Books from the Mystery Discussion Group

These are the books read for the Main Library Mystery Book Discussion Group, in reverse chronological order of book group meetings. Annotations by librarian Liz Mellett. See below for books read in 2007, 2008, 2009, 2010, 2011, 2012, and 2013.

Books read in 2013

Michael Connelly, The Black Echo (1992). "The boy couldn't see in the dark, but he didn't need to." When L.A. homicide detective Hieronymus Bosch is called to Mulholland Dam on the report of a dead body in a drainpipe, he recognizes the murdered man, a fellow Vietnam tunnel rat named Billy Meadows. His investigation is complicated by his indifferent department and the interest of the FBI. This novel won the Edgar Award as Best First Mystery in 1993 and was nominated for an Anthony Award.

Books read in 2012

Cara Black, Murder in the Marais (1999). Parisian P.I. Aimée Leduc has sworn to avoid criminal cases because her father, a police detective, was killed in the line of duty. When she agrees to a top secret decoding job for a man who knew her father she doesn’t expect trouble – until she finds an old woman dead, with a swastika carved on her forehead. This atmospheric first mystery was nominated for an Anthony Award.
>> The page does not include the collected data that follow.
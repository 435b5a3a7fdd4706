//! The operation model: every mutation of the storage tree as a value.
//!
//! Operations are decoded from their wire form ([`wire::RawOp`]) at the
//! transport boundary into the closed [`Op`] enum, so the tree never has to
//! deal with missing or mistyped fields.

use serde_json::{Map as JsonMap, Value as Json};

use crate::crdt::{NodeId, OpId};

pub mod errors;
pub mod wire;

pub use errors::OpError;
pub use wire::{OpCode, RawOp, SerializedNode, StorageItem};

/// Why a create op was issued.
#[derive(Debug, Clone, Copy, PartialEq, Eq)]
pub enum Intent {
    /// Replace whatever occupies the target position (idempotent upsert).
    Set,
}

impl Intent {
    /// Wire spelling of the intent.
    pub fn as_str(&self) -> &'static str {
        match self {
            Intent::Set => "set",
        }
    }
}

/// Payload of a create op: which kind of node to build and its initial data.
#[derive(Debug, Clone, PartialEq)]
pub enum CreateKind {
    /// Object with its plain (non-node) properties. Child nodes arrive as
    /// separate create ops.
    Object(JsonMap<String, Json>),
    List,
    Map,
    Register(Json),
}

impl CreateKind {
    pub fn op_code(&self) -> OpCode {
        match self {
            CreateKind::Object(_) => OpCode::CreateObject,
            CreateKind::List => OpCode::CreateList,
            CreateKind::Map => OpCode::CreateMap,
            CreateKind::Register(_) => OpCode::CreateRegister,
        }
    }
}

/// Creates a node and attaches it under `parent_id` at `parent_key`.
#[derive(Debug, Clone, PartialEq)]
pub struct CreateOp {
    pub op_id: Option<OpId>,
    pub id: NodeId,
    pub parent_id: NodeId,
    /// Property name for objects and maps, a position for lists.
    pub parent_key: String,
    pub kind: CreateKind,
    pub intent: Option<Intent>,
    /// Node replaced by an intent-set create, removed wherever it now lives.
    pub deleted_id: Option<NodeId>,
}

/// A single mutation of the storage tree.
#[derive(Debug, Clone, PartialEq)]
pub enum Op {
    Create(CreateOp),
    /// Moves a list child to a new position.
    SetParentKey {
        op_id: Option<OpId>,
        id: NodeId,
        parent_key: String,
    },
    /// Deletes a node and all of its descendants.
    Delete { op_id: Option<OpId>, id: NodeId },
    /// Sets plain properties on an object.
    UpdateObject {
        op_id: Option<OpId>,
        id: NodeId,
        data: JsonMap<String, Json>,
    },
    /// Removes a property from an object.
    DeleteObjectKey {
        op_id: Option<OpId>,
        id: NodeId,
        key: String,
    },
}

impl Op {
    /// The node this op targets (the created node for creates).
    pub fn id(&self) -> &NodeId {
        match self {
            Op::Create(create) => &create.id,
            Op::SetParentKey { id, .. }
            | Op::Delete { id, .. }
            | Op::UpdateObject { id, .. }
            | Op::DeleteObjectKey { id, .. } => id,
        }
    }

    pub fn op_id(&self) -> Option<&OpId> {
        match self {
            Op::Create(create) => create.op_id.as_ref(),
            Op::SetParentKey { op_id, .. }
            | Op::Delete { op_id, .. }
            | Op::UpdateObject { op_id, .. }
            | Op::DeleteObjectKey { op_id, .. } => op_id.as_ref(),
        }
    }

    pub fn set_op_id(&mut self, new_id: OpId) {
        let slot = match self {
            Op::Create(create) => &mut create.op_id,
            Op::SetParentKey { op_id, .. }
            | Op::Delete { op_id, .. }
            | Op::UpdateObject { op_id, .. }
            | Op::DeleteObjectKey { op_id, .. } => op_id,
        };
        *slot = Some(new_id);
    }

    /// Returns the op with the given op id attached.
    pub fn with_op_id(mut self, op_id: OpId) -> Self {
        self.set_op_id(op_id);
        self
    }

    pub fn op_code(&self) -> OpCode {
        match self {
            Op::Create(create) => create.kind.op_code(),
            Op::SetParentKey { .. } => OpCode::SetParentKey,
            Op::Delete { .. } => OpCode::DeleteCrdt,
            Op::UpdateObject { .. } => OpCode::UpdateObject,
            Op::DeleteObjectKey { .. } => OpCode::DeleteObjectKey,
        }
    }

    pub fn as_create(&self) -> Option<&CreateOp> {
        match self {
            Op::Create(create) => Some(create),
            _ => None,
        }
    }

    /// Shorthand for a delete op without an op id.
    pub fn delete(id: NodeId) -> Self {
        Op::Delete { op_id: None, id }
    }

    /// Shorthand for a move op without an op id.
    pub fn set_parent_key(id: NodeId, parent_key: impl Into<String>) -> Self {
        Op::SetParentKey {
            op_id: None,
            id,
            parent_key: parent_key.into(),
        }
    }
}

impl From<CreateOp> for Op {
    fn from(create: CreateOp) -> Self {
        Op::Create(create)
    }
}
Ken Bruen, The Killing of the Tinkers (2002). “The boy is back in town”. Disgraced ex-cop Jack Taylor returns home to Galway with a leather coat and a coke habit. When a Gypsy asks him to look into the murders of young men of his clan he agrees, even though he suspects no good will come of looking into something the police have refused to investigate. This novel, described by the Boston Herald as “a dark heart-stopper”, won the Macavity Award for Best Mystery Novel in 2005.

Jill McGown, Unlucky for Some (2005). Bingo player Wilma Fenton is killed while walking home with a purse filled with her winnings – and the murderer leaves the money neatly fanned out across her body. Chief Inspectors Lloyd and Hill are faced with a fascinating puzzle in their thirteenth outing together. McGown was chosen by The Times (London) as one of the twentieth century’s “100 Masters of Crime”.
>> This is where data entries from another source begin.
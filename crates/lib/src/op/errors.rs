//! Error types for decoding operations and storage snapshots from the wire.

use thiserror::Error;

/// Errors raised while decoding wire-format operations.
///
/// These surface at the transport boundary; a batch containing an undecodable
/// op is rejected as a whole before anything reaches the tree.
#[non_exhaustive]
#[derive(Debug, Error)]
pub enum OpError {
    /// The numeric op code is not one this engine knows
    #[error("Unknown op code: {code}")]
    UnknownOpCode { code: u64 },

    /// The numeric node type is not one this engine knows
    #[error("Unknown node type: {code}")]
    UnknownNodeType { code: u64 },

    /// A field required by this op code was absent
    #[error("Op {op} is missing required field '{field}'")]
    MissingField {
        op: &'static str,
        field: &'static str,
    },

    /// A field was present but had the wrong shape
    #[error("Op {op} has invalid field '{field}': {reason}")]
    InvalidField {
        op: &'static str,
        field: &'static str,
        reason: String,
    },

    /// The op code is valid on the wire but carries no storage semantics
    #[error("Op {op} is not a storage operation")]
    UnsupportedOp { op: &'static str },
}

impl OpError {
    /// Check if this error came from an unrecognised code
    pub fn is_unknown_code(&self) -> bool {
        matches!(
            self,
            OpError::UnknownOpCode { .. } | OpError::UnknownNodeType { .. }
        )
    }

    /// Get the field name if this error concerns a specific field
    pub fn field(&self) -> Option<&'static str> {
        match self {
            OpError::MissingField { field, .. } | OpError::InvalidField { field, .. } => {
                Some(field)
            }
            _ => None,
        }
    }
}

// Conversion from OpError to the main Error type
impl From<OpError> for crate::Error {
    fn from(err: OpError) -> Self {
        crate::Error::Op(err)
    }
}
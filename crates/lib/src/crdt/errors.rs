//! Error types for storage tree operations.
//!
//! This module defines structured error types for failures that can occur while
//! mutating or reading the node tree: permission failures on read-only sessions,
//! structural corruption, references to missing nodes, and bounds/type checks.

use thiserror::Error;

use super::NodeId;

/// Structured error types for storage tree operations.
///
/// Remote operations never surface these errors: an operation that references a
/// missing node is dropped with a warning instead. These variants are returned
/// from the synchronous local API.
#[non_exhaustive]
#[derive(Debug, Error)]
pub enum StorageError {
    /// A mutation was attempted on a read-only session
    #[error("Cannot {operation}: storage is read-only for this session")]
    ReadOnly { operation: String },

    /// The tree is in an inconsistent state (missing parent link, dangling id).
    ///
    /// This indicates a bug in the engine rather than bad input.
    #[error("Storage structure is corrupt: {reason}")]
    Structural { reason: String },

    /// The referenced node does not exist in the tree
    #[error("Unknown node: {id}")]
    UnknownNode { id: NodeId },

    /// A list index was outside the valid range
    #[error("Index {index} out of bounds for list of length {len}")]
    IndexOutOfBounds { index: usize, len: usize },

    /// The node exists but is not of the kind the operation requires
    #[error("Node {id} is a {actual}, expected {expected}")]
    TypeMismatch {
        id: NodeId,
        expected: &'static str,
        actual: &'static str,
    },

    /// A key was not present in an object or map
    #[error("Key not found in {id}: {key}")]
    KeyNotFound { id: NodeId, key: String },

    /// Undo/redo was requested while a batch is open
    #[error("Cannot {operation} while a batch is in progress")]
    HistoryDuringBatch { operation: &'static str },
}

impl StorageError {
    /// Check if this error was caused by a read-only session
    pub fn is_permission_denied(&self) -> bool {
        matches!(self, StorageError::ReadOnly { .. })
    }

    /// Check if this error indicates a node or key was not found
    pub fn is_not_found(&self) -> bool {
        matches!(
            self,
            StorageError::UnknownNode { .. } | StorageError::KeyNotFound { .. }
        )
    }

    /// Check if this error is an input validation failure
    pub fn is_validation_error(&self) -> bool {
        matches!(
            self,
            StorageError::IndexOutOfBounds { .. }
                | StorageError::TypeMismatch { .. }
                | StorageError::HistoryDuringBatch { .. }
        )
    }

    /// Check if this error indicates an internal structural problem
    pub fn is_structural_error(&self) -> bool {
        matches!(self, StorageError::Structural { .. })
    }

    /// Get the node id this error refers to, if any
    pub fn node(&self) -> Option<&NodeId> {
        match self {
            StorageError::UnknownNode { id }
            | StorageError::TypeMismatch { id, .. }
            | StorageError::KeyNotFound { id, .. } => Some(id),
            _ => None,
        }
    }
}

// Conversion from StorageError to the main Error type
impl From<StorageError> for crate::Error {
    fn from(err: StorageError) -> Self {
        crate::Error::Storage(err)
    }
}
//! Outgoing op delivery.
//!
//! A [`Room`](crate::Room) hands every flushed batch of local ops to its
//! [`Transport`]. Connection management, retries and the inbound direction
//! belong to the host; inbound ops are fed back through
//! [`Room::apply_remote_operations`](crate::Room::apply_remote_operations).

use std::{cell::RefCell, rc::Rc};

use thiserror::Error;
use tokio::sync::mpsc;
use tracing::debug;

use crate::{
    Result,
    op::{Op, wire::encode_ops},
};

#[non_exhaustive]
#[derive(Debug, Error)]
pub enum TransportError {
    /// The receiving side of the transport has gone away
    #[error("Transport is closed")]
    Closed,
}

impl From<TransportError> for crate::Error {
    fn from(err: TransportError) -> Self {
        crate::Error::Transport(err)
    }
}

/// Sink for ops leaving the room.
pub trait Transport {
    /// Sends one flushed batch of ops, in order.
    fn send(&mut self, ops: &[Op]) -> Result<()>;
}

/// Sends each batch as an encoded JSON message over a tokio channel.
///
/// The receiving half is typically drained by a task that writes to the
/// server socket.
#[derive(Debug, Clone)]
pub struct ChannelTransport {
    tx: mpsc::UnboundedSender<String>,
}

impl ChannelTransport {
    pub fn new() -> (Self, mpsc::UnboundedReceiver<String>) {
        let (tx, rx) = mpsc::unbounded_channel();
        (Self { tx }, rx)
    }
}

impl Transport for ChannelTransport {
    fn send(&mut self, ops: &[Op]) -> Result<()> {
        let message = encode_ops(ops)?;
        debug!(ops = ops.len(), bytes = message.len(), "Sending ops");
        self.tx
            .send(message)
            .map_err(|_| TransportError::Closed.into())
    }
}

/// Keeps sent batches in memory for the host to collect.
#[derive(Debug, Clone, Default)]
pub struct BufferedTransport {
    sent: Rc<RefCell<Vec<Vec<Op>>>>,
}

impl BufferedTransport {
    pub fn new() -> Self {
        Self::default()
    }

    /// Removes and returns every batch sent so far.
    pub fn take(&self) -> Vec<Vec<Op>> {
        std::mem::take(&mut *self.sent.borrow_mut())
    }

    pub fn is_empty(&self) -> bool {
        self.sent.borrow().is_empty()
    }
}

impl Transport for BufferedTransport {
    fn send(&mut self, ops: &[Op]) -> Result<()> {
        self.sent.borrow_mut().push(ops.to_vec());
        Ok(())
    }
}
Zoë Ferraris, Finding Nouf (2008). “Before the sun set that evening, Nayir filled his canteen, tucked a prayer rug beneath his arm, and climbed the south-facing dune near the camp.” When sixteen-year-old Nouf goes missing, desert guide Nayir al-Sharqi is asked to lead the search. The discovery of her body ten days later presents him with a mystery. How did she drown in the desert, and why is her family so disinterested? This fine series debut is set in contemporary Saudi Arabia and features a devout Muslim sleuth. It won a 2008 Los Angeles Book Prize for First Fiction, and was nominated for a California Book Award and a Macavity.

Nancy Pickard, The Scent of Rain and Lightning (2010). “Until she was twenty-six, Jody Linder felt suspicious of happiness.” The quiet town of Rose, Kansas is stunned by the news that convicted killer Billy Crosby has been released and is coming home. No one is more horrified than English teacher Jody Linder, who had grown up believing Crosby had murdered her parents. This cold case mystery, a Kansas Notable Book in 2011, was nominated for an Agatha and a Macavity.
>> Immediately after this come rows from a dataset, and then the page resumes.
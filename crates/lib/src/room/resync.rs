//! Reconciling with a fresh server snapshot after a reconnect.

use std::collections::HashMap;

use serde_json::{Map as JsonMap, Value as Json};
use tracing::{debug, info, trace};

use super::Room;
use crate::{
    Result,
    crdt::{ApplyResult, NodeId, NodeKind, OpSource},
    op::{CreateKind, CreateOp, Op, SerializedNode, StorageItem},
};

impl Room {
    /// Brings local storage in line with `items`, the server's state after a
    /// reconnect, then replays every pending op the server never received.
    ///
    /// The server state is applied as remote ops, so subscribers see the
    /// difference as ordinary updates. Replayed ops stay pending and are
    /// sent again.
    pub fn reconnect_with_snapshot(&mut self, items: Vec<StorageItem>) -> Result<()> {
        let pending = self.pending.take_all();
        info!(
            nodes = items.len(),
            pending = pending.len(),
            "Resynchronizing with server snapshot"
        );
        self.pool.clear_unacked();

        let incoming: HashMap<NodeId, SerializedNode> = items.iter().cloned().collect();
        let current = self.pool.serialize()?;

        // Nodes the server lacks, or that changed identity in a way only a
        // fresh create can express.
        for (id, ours) in &current {
            if id.is_root() {
                continue;
            }
            let keep = incoming
                .get(id)
                .is_some_and(|theirs| self.is_same_node(ours, theirs));
            if !keep {
                self.apply_resync(&Op::delete(id.clone()))?;
            }
        }

        // Plain object keys the server dropped.
        for (id, ours) in &current {
            if ours.kind != NodeKind::Object || !self.pool.contains(id) {
                continue;
            }
            let theirs = incoming
                .get(id)
                .map(SerializedNode::object_data)
                .unwrap_or_default();
            for key in ours.object_data().keys() {
                if !theirs.contains_key(key) {
                    self.apply_resync(&Op::DeleteObjectKey {
                        op_id: None,
                        id: id.clone(),
                        key: key.clone(),
                    })?;
                }
            }
        }

        // Everything else, parents before children.
        for (id, theirs) in &items {
            let Some(node) = self.pool.get(id) else {
                if let Some(op) = create_from_snapshot(id, theirs) {
                    self.apply_resync(&op)?;
                }
                continue;
            };

            let moved = match (node.parent(), &theirs.parent_key) {
                (Some(link), Some(key)) if &link.key != key => Some(key.clone()),
                _ => None,
            };
            if theirs.kind == NodeKind::Object {
                let ours = node.serialize()?.object_data();
                let changed: JsonMap<String, Json> = theirs
                    .object_data()
                    .into_iter()
                    .filter(|(key, value)| ours.get(key) != Some(value))
                    .collect();
                if !changed.is_empty() {
                    self.apply_resync(&Op::UpdateObject {
                        op_id: None,
                        id: id.clone(),
                        data: changed,
                    })?;
                }
            }
            if let Some(key) = moved {
                self.apply_resync(&Op::set_parent_key(id.clone(), key))?;
            }
        }

        let mut replayed = 0;
        for entry in pending {
            if is_reflected(&entry.op, &incoming) {
                trace!(op = entry.op.op_code().name(), node = %entry.op.id(), "Pending op already applied by the server");
                continue;
            }
            let mut op = entry.op;
            self.relocate(&mut op);
            match self.pool.apply(&op, OpSource::Local)? {
                ApplyResult::Modified { updates, .. } => {
                    self.frame.updates.extend(updates);
                    self.pending.push(op.clone());
                    self.frame.outgoing.push(op);
                    replayed += 1;
                }
                ApplyResult::Unmodified => {
                    debug!(op = op.op_code().name(), node = %op.id(), "Pending op no longer applies, dropping");
                }
            }
        }
        debug!(replayed, "Resync complete");
        self.end_operation()
    }

    /// Whether a local node can stay in place for its server counterpart.
    fn is_same_node(&self, ours: &SerializedNode, theirs: &SerializedNode) -> bool {
        if ours.kind != theirs.kind || ours.parent_id != theirs.parent_id {
            return false;
        }
        if ours.kind == NodeKind::Register && ours.data != theirs.data {
            return false;
        }
        // Only list children can change key in place.
        let parent_is_list = ours
            .parent_id
            .as_ref()
            .and_then(|parent| self.pool.get(parent))
            .is_some_and(|parent| parent.kind() == NodeKind::List);
        parent_is_list || ours.parent_key == theirs.parent_key
    }

    fn apply_resync(&mut self, op: &Op) -> Result<()> {
        if let ApplyResult::Modified { updates, .. } = self.pool.apply(op, OpSource::Remote)? {
            self.frame.updates.extend(updates);
        }
        Ok(())
    }
}

fn create_from_snapshot(id: &NodeId, node: &SerializedNode) -> Option<Op> {
    let (parent_id, parent_key) = node.parent()?;
    let kind = match node.kind {
        NodeKind::Object => CreateKind::Object(node.object_data()),
        NodeKind::List => CreateKind::List,
        NodeKind::Map => CreateKind::Map,
        NodeKind::Register => CreateKind::Register(node.data.clone().unwrap_or(Json::Null)),
    };
    Some(Op::Create(CreateOp {
        op_id: None,
        id: id.clone(),
        parent_id: parent_id.clone(),
        parent_key: parent_key.to_string(),
        kind,
        intent: None,
        deleted_id: None,
    }))
}

/// True if the server state already contains the effect of `op`, or the
/// node it targets is gone.
fn is_reflected(op: &Op, incoming: &HashMap<NodeId, SerializedNode>) -> bool {
    match op {
        Op::Create(create) => incoming.contains_key(&create.id),
        Op::Delete { id, .. } => !incoming.contains_key(id),
        Op::SetParentKey { id, parent_key, .. } => incoming
            .get(id)
            .is_none_or(|node| node.parent_key.as_deref() == Some(parent_key.as_str())),
        Op::UpdateObject { id, data, .. } => incoming.get(id).is_none_or(|node| {
            let theirs = node.object_data();
            data.iter().all(|(key, value)| theirs.get(key) == Some(value))
        }),
        Op::DeleteObjectKey { id, key, .. } => incoming.get(id).is_none_or(|node| {
            !node.object_data().contains_key(key)
                && !incoming.values().any(|child| {
                    child.parent_id.as_ref() == Some(id)
                        && child.parent_key.as_deref() == Some(key.as_str())
                })
        }),
    }
}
Tom Franklin, Crooked Letter, Crooked Letter (2010). Larry Ott and Silas Jones were unlikely friends in 1970s rural Mississippi. Larry was the child of lower-middle-class white parents, Silas the son of a poor, single black mother. The boys forged a bond that was only broken when Larry was suspected of a terrible crime. More than twenty years later Silas has returned to town as a constable…and Larry is once again the suspect when another girl disappears. An American Library Association Notable book in 2011, this novel won a Los Angeles Book Prize and was nominated for the Edgar and Anthony awards.

Books read in 2011

Anne Perry, The Face of a Stranger (1990). William Monk awakens in hospital without his memory. They tell him he is a London police detective, and, desperate to escape his grimy surroundings, he hides his amnesia and returns to work. While investigating the murder of a young nobleman he uncovers clues about his own identity, and he doesn’t much like what he learns about himself. This fine Victorian mystery, the first in the series, was nominated for an Agatha Award.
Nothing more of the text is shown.